Records drawn from a dataset:
────────────────────────────────────────

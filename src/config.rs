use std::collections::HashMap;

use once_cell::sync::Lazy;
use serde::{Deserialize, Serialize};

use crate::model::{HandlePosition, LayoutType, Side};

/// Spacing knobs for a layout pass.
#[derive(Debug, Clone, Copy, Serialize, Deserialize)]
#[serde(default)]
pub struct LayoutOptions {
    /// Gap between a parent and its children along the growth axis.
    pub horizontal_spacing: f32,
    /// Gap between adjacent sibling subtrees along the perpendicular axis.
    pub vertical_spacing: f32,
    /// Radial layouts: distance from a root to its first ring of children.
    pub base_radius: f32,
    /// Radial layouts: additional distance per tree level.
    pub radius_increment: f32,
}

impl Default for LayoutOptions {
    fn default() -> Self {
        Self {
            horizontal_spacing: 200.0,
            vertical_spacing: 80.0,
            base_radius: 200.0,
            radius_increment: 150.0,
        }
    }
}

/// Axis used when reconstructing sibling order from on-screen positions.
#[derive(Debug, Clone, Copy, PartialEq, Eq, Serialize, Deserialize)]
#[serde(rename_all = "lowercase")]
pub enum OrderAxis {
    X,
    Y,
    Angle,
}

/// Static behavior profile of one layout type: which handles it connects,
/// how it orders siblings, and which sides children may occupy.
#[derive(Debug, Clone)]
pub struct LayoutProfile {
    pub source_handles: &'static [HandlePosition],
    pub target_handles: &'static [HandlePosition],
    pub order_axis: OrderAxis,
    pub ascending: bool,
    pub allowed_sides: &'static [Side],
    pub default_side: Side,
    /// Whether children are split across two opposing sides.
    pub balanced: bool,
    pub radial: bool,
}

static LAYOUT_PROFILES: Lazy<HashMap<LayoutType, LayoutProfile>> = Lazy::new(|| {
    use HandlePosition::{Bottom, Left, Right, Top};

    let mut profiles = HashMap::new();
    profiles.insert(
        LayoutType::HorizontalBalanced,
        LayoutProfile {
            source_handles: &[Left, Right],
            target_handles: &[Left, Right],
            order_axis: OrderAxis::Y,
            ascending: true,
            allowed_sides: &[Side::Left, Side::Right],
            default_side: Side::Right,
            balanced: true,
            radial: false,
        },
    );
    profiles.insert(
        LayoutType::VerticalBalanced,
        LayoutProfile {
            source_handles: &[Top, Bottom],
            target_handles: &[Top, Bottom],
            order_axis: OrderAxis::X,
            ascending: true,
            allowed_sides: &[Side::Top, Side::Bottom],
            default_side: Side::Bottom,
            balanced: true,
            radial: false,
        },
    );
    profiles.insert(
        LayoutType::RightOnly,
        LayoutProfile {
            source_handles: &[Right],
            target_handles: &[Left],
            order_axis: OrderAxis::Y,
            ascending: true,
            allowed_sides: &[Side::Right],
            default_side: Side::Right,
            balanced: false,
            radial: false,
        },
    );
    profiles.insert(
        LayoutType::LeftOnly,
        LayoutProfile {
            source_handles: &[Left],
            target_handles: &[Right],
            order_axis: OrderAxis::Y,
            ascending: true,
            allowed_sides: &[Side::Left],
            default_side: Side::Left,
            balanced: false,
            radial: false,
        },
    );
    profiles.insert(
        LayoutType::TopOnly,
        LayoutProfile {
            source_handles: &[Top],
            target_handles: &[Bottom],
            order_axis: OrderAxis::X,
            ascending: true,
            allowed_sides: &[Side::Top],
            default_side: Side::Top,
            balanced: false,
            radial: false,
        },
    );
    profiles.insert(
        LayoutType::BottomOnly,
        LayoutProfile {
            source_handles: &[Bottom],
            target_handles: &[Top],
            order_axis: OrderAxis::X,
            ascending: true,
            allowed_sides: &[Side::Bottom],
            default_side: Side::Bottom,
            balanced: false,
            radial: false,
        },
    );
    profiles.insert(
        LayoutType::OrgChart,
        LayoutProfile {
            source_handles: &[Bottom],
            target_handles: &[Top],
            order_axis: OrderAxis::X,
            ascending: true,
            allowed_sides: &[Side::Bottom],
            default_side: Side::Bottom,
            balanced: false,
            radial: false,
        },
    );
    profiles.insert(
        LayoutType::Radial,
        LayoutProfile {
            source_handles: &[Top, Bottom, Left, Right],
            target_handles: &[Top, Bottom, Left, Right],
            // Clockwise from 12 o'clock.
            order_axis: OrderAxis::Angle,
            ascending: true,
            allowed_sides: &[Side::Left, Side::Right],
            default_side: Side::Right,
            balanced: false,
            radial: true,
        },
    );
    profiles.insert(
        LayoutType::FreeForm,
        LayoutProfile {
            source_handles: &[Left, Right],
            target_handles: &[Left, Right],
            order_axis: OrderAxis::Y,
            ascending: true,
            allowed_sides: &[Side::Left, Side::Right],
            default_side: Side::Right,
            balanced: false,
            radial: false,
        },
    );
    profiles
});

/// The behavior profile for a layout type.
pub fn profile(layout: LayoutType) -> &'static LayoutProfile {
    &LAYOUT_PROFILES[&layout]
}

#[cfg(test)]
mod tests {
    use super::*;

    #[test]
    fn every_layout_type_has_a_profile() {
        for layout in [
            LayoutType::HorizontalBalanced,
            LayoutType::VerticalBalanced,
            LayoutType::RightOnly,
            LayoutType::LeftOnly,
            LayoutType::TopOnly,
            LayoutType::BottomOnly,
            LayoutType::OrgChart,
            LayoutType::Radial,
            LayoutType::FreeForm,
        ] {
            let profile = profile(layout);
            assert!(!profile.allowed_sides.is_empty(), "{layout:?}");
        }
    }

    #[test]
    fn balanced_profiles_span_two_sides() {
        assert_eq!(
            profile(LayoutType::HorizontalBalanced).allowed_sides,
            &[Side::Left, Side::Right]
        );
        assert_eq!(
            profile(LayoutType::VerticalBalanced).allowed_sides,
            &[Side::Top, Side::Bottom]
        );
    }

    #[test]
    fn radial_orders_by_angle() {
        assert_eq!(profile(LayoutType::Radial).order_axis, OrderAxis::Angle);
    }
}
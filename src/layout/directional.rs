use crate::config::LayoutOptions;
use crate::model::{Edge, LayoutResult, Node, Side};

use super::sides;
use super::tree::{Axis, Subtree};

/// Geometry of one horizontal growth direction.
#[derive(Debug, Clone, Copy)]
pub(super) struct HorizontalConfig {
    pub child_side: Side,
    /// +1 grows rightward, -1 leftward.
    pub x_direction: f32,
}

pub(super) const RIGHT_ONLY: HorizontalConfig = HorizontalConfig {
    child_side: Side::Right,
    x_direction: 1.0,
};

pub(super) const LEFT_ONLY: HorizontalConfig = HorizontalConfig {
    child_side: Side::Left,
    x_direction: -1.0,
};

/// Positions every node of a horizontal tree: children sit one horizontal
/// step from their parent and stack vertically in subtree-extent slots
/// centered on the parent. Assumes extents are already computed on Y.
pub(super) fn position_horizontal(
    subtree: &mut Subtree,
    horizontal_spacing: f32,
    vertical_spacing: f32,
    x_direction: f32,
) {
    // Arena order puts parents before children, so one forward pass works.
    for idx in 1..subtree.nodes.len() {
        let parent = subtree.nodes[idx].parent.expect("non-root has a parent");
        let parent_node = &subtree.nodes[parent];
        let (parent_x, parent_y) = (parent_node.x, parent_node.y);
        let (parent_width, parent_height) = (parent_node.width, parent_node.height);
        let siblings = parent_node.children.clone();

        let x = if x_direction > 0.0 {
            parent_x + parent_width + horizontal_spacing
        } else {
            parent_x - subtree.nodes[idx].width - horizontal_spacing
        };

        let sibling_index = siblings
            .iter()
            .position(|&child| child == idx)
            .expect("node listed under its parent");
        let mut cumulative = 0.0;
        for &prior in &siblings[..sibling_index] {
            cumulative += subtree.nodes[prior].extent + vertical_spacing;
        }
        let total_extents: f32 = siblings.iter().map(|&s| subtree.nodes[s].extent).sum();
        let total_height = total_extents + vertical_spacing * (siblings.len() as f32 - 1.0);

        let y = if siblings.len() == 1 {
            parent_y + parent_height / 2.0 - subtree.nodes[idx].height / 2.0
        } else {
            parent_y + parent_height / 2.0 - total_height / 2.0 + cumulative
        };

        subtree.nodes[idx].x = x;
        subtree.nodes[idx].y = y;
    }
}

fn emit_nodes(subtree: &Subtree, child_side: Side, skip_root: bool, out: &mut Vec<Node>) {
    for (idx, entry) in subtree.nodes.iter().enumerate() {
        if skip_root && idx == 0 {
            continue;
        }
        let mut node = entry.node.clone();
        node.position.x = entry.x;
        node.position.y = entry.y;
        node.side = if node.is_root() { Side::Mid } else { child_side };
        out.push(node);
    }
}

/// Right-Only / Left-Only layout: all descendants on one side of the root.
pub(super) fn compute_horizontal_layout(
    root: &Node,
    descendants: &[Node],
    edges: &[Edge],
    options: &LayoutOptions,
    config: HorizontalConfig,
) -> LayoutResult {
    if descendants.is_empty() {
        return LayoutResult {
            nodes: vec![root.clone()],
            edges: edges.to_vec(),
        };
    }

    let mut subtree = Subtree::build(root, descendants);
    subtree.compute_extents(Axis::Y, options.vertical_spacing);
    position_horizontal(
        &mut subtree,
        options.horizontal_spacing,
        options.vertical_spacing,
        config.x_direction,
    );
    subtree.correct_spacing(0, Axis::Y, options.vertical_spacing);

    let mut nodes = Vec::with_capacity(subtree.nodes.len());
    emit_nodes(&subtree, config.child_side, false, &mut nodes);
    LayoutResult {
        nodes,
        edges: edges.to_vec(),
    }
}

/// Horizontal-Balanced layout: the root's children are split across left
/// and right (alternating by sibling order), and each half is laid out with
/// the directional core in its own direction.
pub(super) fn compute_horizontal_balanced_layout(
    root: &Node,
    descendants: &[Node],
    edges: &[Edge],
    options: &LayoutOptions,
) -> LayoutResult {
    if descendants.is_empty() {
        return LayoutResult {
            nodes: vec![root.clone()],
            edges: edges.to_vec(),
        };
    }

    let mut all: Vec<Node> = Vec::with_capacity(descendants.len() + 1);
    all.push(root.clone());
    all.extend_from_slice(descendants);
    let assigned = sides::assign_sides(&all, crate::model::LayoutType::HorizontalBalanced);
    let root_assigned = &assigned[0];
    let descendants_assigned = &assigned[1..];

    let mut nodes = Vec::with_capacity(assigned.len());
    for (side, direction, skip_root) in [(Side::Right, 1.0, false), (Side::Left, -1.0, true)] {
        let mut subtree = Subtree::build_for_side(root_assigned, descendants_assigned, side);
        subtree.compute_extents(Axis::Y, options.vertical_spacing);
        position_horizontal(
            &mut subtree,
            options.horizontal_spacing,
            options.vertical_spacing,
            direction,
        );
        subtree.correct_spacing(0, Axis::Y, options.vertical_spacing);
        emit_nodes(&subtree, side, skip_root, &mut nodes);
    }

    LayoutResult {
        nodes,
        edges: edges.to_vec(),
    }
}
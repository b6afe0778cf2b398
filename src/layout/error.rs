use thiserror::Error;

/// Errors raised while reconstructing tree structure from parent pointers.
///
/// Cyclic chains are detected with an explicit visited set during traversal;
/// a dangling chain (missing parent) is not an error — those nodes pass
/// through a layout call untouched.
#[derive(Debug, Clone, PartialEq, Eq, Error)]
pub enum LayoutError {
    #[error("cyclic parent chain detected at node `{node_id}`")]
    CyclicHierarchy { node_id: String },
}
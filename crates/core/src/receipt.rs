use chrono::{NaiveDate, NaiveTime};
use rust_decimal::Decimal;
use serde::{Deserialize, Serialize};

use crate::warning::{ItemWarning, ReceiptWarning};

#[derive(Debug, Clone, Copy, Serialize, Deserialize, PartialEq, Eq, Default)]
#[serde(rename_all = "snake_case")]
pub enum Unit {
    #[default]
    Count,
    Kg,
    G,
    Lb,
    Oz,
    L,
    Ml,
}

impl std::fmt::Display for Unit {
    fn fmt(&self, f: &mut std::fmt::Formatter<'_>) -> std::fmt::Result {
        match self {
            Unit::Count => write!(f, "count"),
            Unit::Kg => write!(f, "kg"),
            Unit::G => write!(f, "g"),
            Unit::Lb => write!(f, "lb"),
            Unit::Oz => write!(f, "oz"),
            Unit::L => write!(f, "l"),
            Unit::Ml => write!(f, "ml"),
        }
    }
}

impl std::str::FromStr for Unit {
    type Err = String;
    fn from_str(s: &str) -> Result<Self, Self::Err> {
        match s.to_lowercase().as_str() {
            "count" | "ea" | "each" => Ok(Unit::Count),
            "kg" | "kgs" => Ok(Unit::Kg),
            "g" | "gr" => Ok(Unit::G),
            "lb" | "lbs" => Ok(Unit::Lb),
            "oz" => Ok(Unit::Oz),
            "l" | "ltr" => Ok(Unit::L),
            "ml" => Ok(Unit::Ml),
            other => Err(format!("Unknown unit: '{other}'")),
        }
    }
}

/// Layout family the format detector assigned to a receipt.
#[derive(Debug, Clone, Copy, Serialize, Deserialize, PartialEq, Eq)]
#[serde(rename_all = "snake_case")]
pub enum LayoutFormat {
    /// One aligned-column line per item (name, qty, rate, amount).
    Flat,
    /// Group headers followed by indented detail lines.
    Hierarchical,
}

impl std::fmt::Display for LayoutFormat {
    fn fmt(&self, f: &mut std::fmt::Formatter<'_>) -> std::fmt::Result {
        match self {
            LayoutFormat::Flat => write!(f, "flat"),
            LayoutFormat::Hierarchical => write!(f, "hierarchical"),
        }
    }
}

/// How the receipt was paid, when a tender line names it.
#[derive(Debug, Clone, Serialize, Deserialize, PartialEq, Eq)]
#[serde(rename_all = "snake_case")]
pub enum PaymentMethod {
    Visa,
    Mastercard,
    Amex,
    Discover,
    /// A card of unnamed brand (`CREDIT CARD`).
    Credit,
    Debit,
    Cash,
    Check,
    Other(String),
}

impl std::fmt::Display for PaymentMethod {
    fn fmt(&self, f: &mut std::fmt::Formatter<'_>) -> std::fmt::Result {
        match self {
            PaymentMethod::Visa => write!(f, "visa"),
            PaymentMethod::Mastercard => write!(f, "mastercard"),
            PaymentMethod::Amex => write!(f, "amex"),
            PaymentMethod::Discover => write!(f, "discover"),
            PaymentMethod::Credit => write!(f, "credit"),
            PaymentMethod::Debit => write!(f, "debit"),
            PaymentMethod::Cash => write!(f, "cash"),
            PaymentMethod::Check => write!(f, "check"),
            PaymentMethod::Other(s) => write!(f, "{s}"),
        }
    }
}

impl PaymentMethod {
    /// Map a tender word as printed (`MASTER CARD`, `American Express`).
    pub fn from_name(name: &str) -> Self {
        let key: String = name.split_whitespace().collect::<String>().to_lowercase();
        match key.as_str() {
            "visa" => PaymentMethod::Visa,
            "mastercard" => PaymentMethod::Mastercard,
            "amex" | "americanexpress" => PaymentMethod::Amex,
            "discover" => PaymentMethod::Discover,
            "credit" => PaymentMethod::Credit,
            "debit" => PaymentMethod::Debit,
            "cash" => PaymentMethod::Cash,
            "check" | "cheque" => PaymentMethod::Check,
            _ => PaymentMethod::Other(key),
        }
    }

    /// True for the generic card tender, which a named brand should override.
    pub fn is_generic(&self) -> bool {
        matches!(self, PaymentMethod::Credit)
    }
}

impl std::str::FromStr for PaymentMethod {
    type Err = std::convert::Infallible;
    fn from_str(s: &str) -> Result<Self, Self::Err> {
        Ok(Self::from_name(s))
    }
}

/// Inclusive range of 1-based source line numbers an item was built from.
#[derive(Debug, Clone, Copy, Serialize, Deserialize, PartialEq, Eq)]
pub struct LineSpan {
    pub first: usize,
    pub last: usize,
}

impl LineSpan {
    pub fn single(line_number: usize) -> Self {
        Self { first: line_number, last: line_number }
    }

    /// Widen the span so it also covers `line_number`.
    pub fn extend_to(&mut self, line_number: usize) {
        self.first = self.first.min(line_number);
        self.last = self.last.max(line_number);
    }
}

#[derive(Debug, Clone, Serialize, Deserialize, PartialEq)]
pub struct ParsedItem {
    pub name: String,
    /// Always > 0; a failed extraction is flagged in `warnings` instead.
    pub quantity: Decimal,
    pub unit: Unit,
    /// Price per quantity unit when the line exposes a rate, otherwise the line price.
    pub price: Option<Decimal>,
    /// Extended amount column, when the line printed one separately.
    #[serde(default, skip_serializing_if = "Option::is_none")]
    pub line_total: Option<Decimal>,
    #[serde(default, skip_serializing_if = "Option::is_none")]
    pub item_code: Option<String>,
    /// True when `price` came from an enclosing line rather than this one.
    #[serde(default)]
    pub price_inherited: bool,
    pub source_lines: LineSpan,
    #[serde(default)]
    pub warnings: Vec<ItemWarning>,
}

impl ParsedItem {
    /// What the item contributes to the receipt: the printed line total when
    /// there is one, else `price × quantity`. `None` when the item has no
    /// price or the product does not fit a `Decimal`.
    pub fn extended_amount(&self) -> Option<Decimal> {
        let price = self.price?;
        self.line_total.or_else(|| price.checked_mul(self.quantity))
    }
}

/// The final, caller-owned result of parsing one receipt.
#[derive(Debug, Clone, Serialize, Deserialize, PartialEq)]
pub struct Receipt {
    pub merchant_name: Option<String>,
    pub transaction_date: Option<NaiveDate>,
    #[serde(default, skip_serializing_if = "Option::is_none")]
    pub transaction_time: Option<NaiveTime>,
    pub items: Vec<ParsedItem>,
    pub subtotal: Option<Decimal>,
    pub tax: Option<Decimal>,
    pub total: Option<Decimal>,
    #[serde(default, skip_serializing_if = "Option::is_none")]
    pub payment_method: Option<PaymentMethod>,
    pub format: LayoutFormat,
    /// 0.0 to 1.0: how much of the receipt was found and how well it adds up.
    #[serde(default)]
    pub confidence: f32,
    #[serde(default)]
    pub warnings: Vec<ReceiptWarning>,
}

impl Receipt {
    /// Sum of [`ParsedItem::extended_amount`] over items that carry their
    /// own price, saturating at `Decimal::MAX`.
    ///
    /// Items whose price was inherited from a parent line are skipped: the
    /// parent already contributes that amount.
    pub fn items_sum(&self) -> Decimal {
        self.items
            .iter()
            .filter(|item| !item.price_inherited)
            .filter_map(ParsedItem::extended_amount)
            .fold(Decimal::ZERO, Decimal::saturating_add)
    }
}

────────────────────────────────────────

▶ ASSIGNED TASK: Count, in the records above, the lines that include "TopOnly", and give the number with nothing added.

▶ EXERCISE SOLUTION: 2